I motivi di queste difficoltà strutturali sono stati spiegati dallo studio presentato all’incontro della Coldiretti dall’economista Gian Luca Bagnara che ha evidenziato che sul mercato comunitario delle pesche e nettarine l’Italia, con il 39 per cento della produzione, e la Spagna (26 per cento) sono i principali players insieme a Grecia (20 per cento) e Francia (8 per cento). Se Italia e Spagna hanno pressoché gli stessi costi di produzione all’impresa agricola (appena 0,05 centesimi al chilo di differenza), il costo della lavorazione dopo la raccolta è per l’Italia pari a 0,40 euro al chilo, quasi il doppio dei 0,25 euro al chilo dei concorrenti spagnoli.

Le ragioni – riferisce la Coldiretti – vanno ricercate nella maggiore rigidità degli investimenti con una sottoutilizzazione delle immobilizzazioni dovuta anche a una mancanza di pianificazione e qualificazione dell’offerta. Per semplificare, dall’analisi emergono troppi frigoriferi mezzi vuoti, basso valore aggiunto e scarsa programmazione. L’ eccessiva concentrazione dell’offerta nazionale nei mesi di luglio e agosto ha favorito l’invasione del mercato comunitario e nazionale da parte della Spagna a giugno con le varietà precoci. La cattiva utilizzazione dei fondi pubblici destinati al settore dall’Unione Europea attraverso i piani operativi è stata denunciata dall’analisi presentata dal vicepresidente dell’Unaproa Antonio Schiavelli secondo il quale appena il 5 per cento delle risorse viene destinato direttamente alle imprese agricole.

“Bisogna ristrutturare il sistema di filiera perché il sistema non puo’ piu’ sopportare un costo per la concentrazione e distribuzione dell’ ortofrutta che è quasi il doppio della Spagna”, ha affermato il presidente della Coldiretti Sergio Marini nel sottolineare che “bisogna rafforzare il potere contrattuale nei confronti della distribuzione commerciale perché non c’è dubbio che su questo punto il sistema dell’offerta organizzata, anche quella dei grandi numeri, ha completamente fallito l’obiettivo per cui è nata”.

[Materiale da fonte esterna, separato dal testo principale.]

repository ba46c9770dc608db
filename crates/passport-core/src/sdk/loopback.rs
//! Loopback OAuth redirect SDK.
//!
//! Sends the user to the provider's login page with a `redirect_uri` on
//! 127.0.0.1 and waits for the browser to come back. The redirect carries
//! either a credential (`access_token` or `code`), an `error`, or nothing we
//! recognise. The same redirect can also be pasted by the user and forwarded
//! as a completion envelope; whichever arrives first settles the login.

use std::collections::HashMap;
use std::sync::{Arc, Mutex, MutexGuard, PoisonError};
use std::time::Duration;

use passport_types::{CredentialToken, PermissionScope, ProviderKind};
use tokio::io::{AsyncBufRead, AsyncBufReadExt, AsyncReadExt, AsyncWriteExt, BufReader};
use tokio::net::{TcpListener, TcpStream};
use tokio_util::sync::CancellationToken;
use url::Url;

use super::{IdentitySdk, LoginCallback, LoginResult, SdkError, SdkOutcome};
use crate::bridge::CompletionEnvelope;
use crate::config::ProviderConfig;
use crate::sdk::CredentialCache;

/// OAuth error code a provider returns when the user declines.
const ACCESS_DENIED: &str = "access_denied";
/// Facebook's `error_reason` for a declined dialog.
const USER_DENIED: &str = "user_denied";
const MAX_REQUEST_BYTES: u64 = 8192;
/// How long a browser connection may take to send its request head.
const REQUEST_READ_TIMEOUT: Duration = Duration::from_secs(10);

/// Called with the authorize URL whenever a login starts.
pub type PromptHook = Arc<dyn Fn(&str) + Send + Sync>;

#[derive(Clone)]
pub struct LoopbackOptions {
    pub provider: ProviderKind,
    pub client_id: Option<String>,
    pub authorize_url: String,
    /// 0 lets the OS pick a free port
    pub callback_port: u16,
    pub callback_path: String,
    pub response_type: String,
    pub open_browser: bool,
    pub login_timeout: Option<Duration>,
    pub prompt: Option<PromptHook>,
}
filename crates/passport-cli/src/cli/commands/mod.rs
//! CLI command handlers.

pub mod config;
pub mod login;
pub mod status;
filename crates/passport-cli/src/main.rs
mod cli;

fn main() {
    if let Err(e) = cli::run() {
        eprintln!("{e:#}"); // pretty anyhow chain
        std::process::exit(1);
    }
}
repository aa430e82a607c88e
//! Per-decision-type configuration
//!
//! Thresholds are whole percentages of the eligible population. Configs are
//! owned by platform configuration and are read-only to the resolvers, which
//! only accept them after `validate()` has passed.

use crate::{DecisionError, DecisionResult};
use serde::{Deserialize, Serialize};

/// The kinds of threshold-governed decisions the platform runs
#[derive(Clone, Copy, Debug, PartialEq, Eq, PartialOrd, Ord, Hash, Serialize, Deserialize)]
#[serde(rename_all = "snake_case")]
pub enum DecisionKind {
    /// Admin-proposed change to a community setting
    CommunitySetting,
    /// Member vote on a privacy flag
    PrivacyVote,
    /// Privacy vote attached to an impeachment
    ImpeachmentPrivacy,
}

impl DecisionKind {
    pub const ALL: [DecisionKind; 3] = [
        DecisionKind::CommunitySetting,
        DecisionKind::PrivacyVote,
        DecisionKind::ImpeachmentPrivacy,
    ];

    pub fn as_str(&self) -> &'static str {
        match self {
            DecisionKind::CommunitySetting => "community_setting",
            DecisionKind::PrivacyVote => "privacy_vote",
            DecisionKind::ImpeachmentPrivacy => "impeachment_privacy",
        }
    }
}

impl std::fmt::Display for DecisionKind {
    fn fmt(&self, f: &mut std::fmt::Formatter<'_>) -> std::fmt::Result {
        f.write_str(self.as_str())
    }
}

fn check_percentage(field: &'static str, value: u32) -> DecisionResult<()> {
    if value > 100 {
        return Err(DecisionError::InvalidThreshold { field, value });
    }
    Ok(())
}

/// Thresholds for one decision type
#[derive(Clone, Debug, PartialEq, Eq, Serialize, Deserialize)]
pub struct ThresholdConfig {
    /// Percentage of the population that must approve an admin proposal
    pub approval_threshold: u32,
    /// Percentage of the population that must disapprove an admin proposal
    pub disapproval_threshold: u32,
    /// Percentage of the population a member recommendation needs to override
    pub recommendation_threshold: u32,
    /// Population floor below which no threshold can be met
    pub min_votes_required: u64,
    /// Lifetime of a proposal in days
    pub expiry_days: u32,
}

impl ThresholdConfig {
    /// Uniform thresholds with the given percentage on every side
    pub fn uniform(threshold: u32, min_votes_required: u64, expiry_days: u32) -> Self {
        Self {
            approval_threshold: threshold,
            disapproval_threshold: threshold,
            recommendation_threshold: threshold,
            min_votes_required,
            expiry_days,
        }
    }

    /// Community setting governance: 60% on every side
    pub fn community_setting() -> Self {
        Self::uniform(60, 10, 7)
    }

    /// Privacy votes: 70% super-majority
    pub fn privacy_vote() -> Self {
        Self::uniform(70, 10, 7)
    }

    pub fn with_min_votes(mut self, min_votes_required: u64) -> Self {
        self.min_votes_required = min_votes_required;
        self
    }

    pub fn with_expiry_days(mut self, expiry_days: u32) -> Self {
        self.expiry_days = expiry_days;
        self
    }

    pub fn validate(&self) -> DecisionResult<()> {
        check_percentage("approval_threshold", self.approval_threshold)?;
        check_percentage("disapproval_threshold", self.disapproval_threshold)?;
        check_percentage("recommendation_threshold", self.recommendation_threshold)?;
        if self.expiry_days == 0 {
            return Err(DecisionError::InvalidExpiry(self.expiry_days));
        }
        Ok(())
    }
}

impl Default for ThresholdConfig {
    fn default() -> Self {
        Self::community_setting()
    }
}

/// Bounds for advancing candidates out of a primary
#[derive(Clone, Debug, PartialEq, Eq, Serialize, Deserialize)]
pub struct AdvancementConfig {
    /// Vote percentage at which a candidate advances regardless of rank
    pub auto_qualify_threshold: u32,
    /// Fewest candidates that advance when enough candidates are running
    pub minimum_advancing: usize,
    /// Hard cap on advancing candidates
    pub maximum_advancing: usize,
}

impl AdvancementConfig {
    pub fn new(auto_qualify_threshold: u32, minimum_advancing: usize, maximum_advancing: usize) -> Self {
        Self {
            auto_qualify_threshold,
            minimum_advancing,
            maximum_advancing,
        }
    }

    pub fn validate(&self) -> DecisionResult<()> {
        check_percentage("auto_qualify_threshold", self.auto_qualify_threshold)?;
        if self.minimum_advancing == 0 {
            return Err(DecisionError::InvalidMinimumAdvancing);
        }
        if self.maximum_advancing < self.minimum_advancing {
            return Err(DecisionError::InvalidAdvancementBounds {
                minimum: self.minimum_advancing,
                maximum: self.maximum_advancing,
            });
        }
        Ok(())
    }
}

impl Default for AdvancementConfig {
    fn default() -> Self {
        Self::new(25, 2, 4)
    }
}

#[cfg(test)]
mod tests {
    use super::*;

    #[test]
    fn defaults_are_valid() {
        assert!(ThresholdConfig::community_setting().validate().is_ok());
        assert!(ThresholdConfig::privacy_vote().validate().is_ok());
        assert!(AdvancementConfig::default().validate().is_ok());
    }

    #[test]
    fn threshold_above_100_rejected() {
        let mut config = ThresholdConfig::community_setting();
        config.recommendation_threshold = 101;
        assert_eq!(
            config.validate(),
            Err(DecisionError::InvalidThreshold {
                field: "recommendation_threshold",
                value: 101,
            })
        );
    }

    #[test]
    fn zero_expiry_rejected() {
        let config = ThresholdConfig::community_setting().with_expiry_days(0);
        assert_eq!(config.validate(), Err(DecisionError::InvalidExpiry(0)));
    }

    #[test]
    fn inverted_advancement_bounds_rejected() {
        let config = AdvancementConfig::new(25, 5, 3);
        assert_eq!(
            config.validate(),
            Err(DecisionError::InvalidAdvancementBounds {
                minimum: 5,
                maximum: 3,
            })
        );
    }

    #[test]
    fn zero_minimum_rejected() {
        let config = AdvancementConfig::new(25, 0, 3);
        assert_eq!(config.validate(), Err(DecisionError::InvalidMinimumAdvancing));
    }

    #[test]
    fn decision_kind_serializes_snake_case() {
        let json = serde_json::to_string(&DecisionKind::PrivacyVote).unwrap();
        assert_eq!(json, "\"privacy_vote\"");
    }
}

A causa delle inefficienze e delle eccessive intermediazioni nel passaggio della frutta dall’azienda agricola al carrello della spesa – sottolinea la Coldiretti – i prezzi almeno triplicano (+200 per cento) ma possono anche quadruplicare (+294 per cento) per la filiera lunga (presenza di 3 o 4 intermediari tra produttore e distributore finale), secondo l’ultima indagine dell’Antitrust sul settore ortofrutticolo. Si sta allargando senza giustificazioni – denuncia la Coldiretti – la forbice dei prezzi della frutta e verdura fresca tra produzione e consumo. Una situazione che danneggia i consumatori che potrebbero acquistare maggiori quantità e a condizioni piu’ vantaggiose, ma anche gli agricoltori costretti a lavorare in perdita. Il risultato è che oggi – continua la Coldiretti – gli acquisti di frutta e verdura delle famiglie italiane sono passati da 450 chili a famiglia all’anno del 2000 ai 350 chili del 2010, con una riduzione di ben 100 chili annui (–22 per cento), nonostante la spesa per acquistarla sia addirittura aumentata. In tutto il 2010 le famiglie italiane hanno acquistato 8,3 milioni di tonnellate di ortofrutta fresca per una spesa complessiva di 13 miliardi, di cui circa 4,5 milioni di tonnellate per gli acquisti di frutta e 3,8 milioni di tonnellate per quelli degli ortaggi. Ma gli effetti si sono fatti sentire anche sul lato della produzione a causa del taglio dei redditi dei produttori. In Italia, negli ultimi dieci anni, è scomparso circa un terzo del frutteto italiano, con effetti sull’economia, l’occupazione e il paesaggio della campagna italiana. Una tendenza che mette a rischio un settore che ha conquistato la leadership in Europa sul piano qualitativo e quantitativo in cui operano – conclude la Coldiretti – 300mila imprese ortofrutticole nazionali specializzate per una produzione attorno ai 25 milioni di tonnellate, per fresco e trasformato, che genera un fatturato di oltre 11 miliardi di euro e garantisce occupazione per 50 milioni di giornate di lavoro.